DATA RECORDS Start Marker

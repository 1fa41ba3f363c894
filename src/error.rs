use std::fmt;
use std::io;

use thiserror::Error;

use crate::types::ChunkId;

/// Which step of [`Appender::handle_append`](crate::Appender::handle_append) failed.
#[derive(Debug, Clone, Copy, PartialEq, Eq)]
pub enum AppendStage {
    Create,
    Append,
    /// Retrying a close left pending by an earlier call.
    Close,
    /// Closing a chunk the current entry filled. The entry itself is buffered.
    Rotate,
}

impl fmt::Display for AppendStage {
    fn fmt(&self, f: &mut fmt::Formatter<'_>) -> fmt::Result {
        match self {
            AppendStage::Create => write!(f, "create chunk"),
            AppendStage::Append => write!(f, "append entry"),
            AppendStage::Close => write!(f, "close chunk"),
            AppendStage::Rotate => write!(f, "rotate chunk (entry buffered)"),
        }
    }
}

/// Unified error type for the log store and the index.
#[derive(Debug, Error)]
pub enum Error {
    /// A new chunk could not be allocated under the storage root.
    #[error("unable to allocate {chunk}: {source}")]
    Allocation {
        chunk: ChunkId,
        #[source]
        source: io::Error,
    },

    /// Publishing a closed chunk's file failed. The chunk is still open.
    #[error("unable to write {chunk}: {source}")]
    Write {
        chunk: ChunkId,
        #[source]
        source: io::Error,
    },

    /// Append or close on a chunk that has already been closed.
    #[error("{0} is already closed")]
    AlreadyClosed(ChunkId),

    /// A persisted record is malformed (bad CRC, truncated, wrong kind, bad payload).
    #[error("deserialization failed: {0}")]
    Deserialization(String),

    /// Encoding a payload failed.
    #[error("serialization failed: {0}")]
    Serialization(#[from] serde_json::Error),

    /// IO error outside of chunk allocation/publish (reads, snapshots).
    #[error("IO error: {0}")]
    Io(#[from] io::Error),

    /// Storage failure surfaced through an appender, tagged with the step.
    #[error("unable to {stage}: {source}")]
    Append {
        stage: AppendStage,
        #[source]
        source: Box<Error>,
    },
}

impl Error {
    /// Strip appender context and return the underlying storage error.
    pub fn root(&self) -> &Error {
        match self {
            Error::Append { source, .. } => source.root(),
            other => other,
        }
    }
}

/// Result type alias used throughout the crate.
pub type Result<T> = std::result::Result<T, Error>;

DATA RECORDS End Marker

■ **WHAT YOU NEED TO DO**
Every line of the entries that includes "root" must be copied into the answer.

■ **TASK RESPONSE**
    /// A new chunk could not be allocated under the storage root.
    pub fn root(&self) -> &Error {
            Error::Append { source, .. } => source.root(),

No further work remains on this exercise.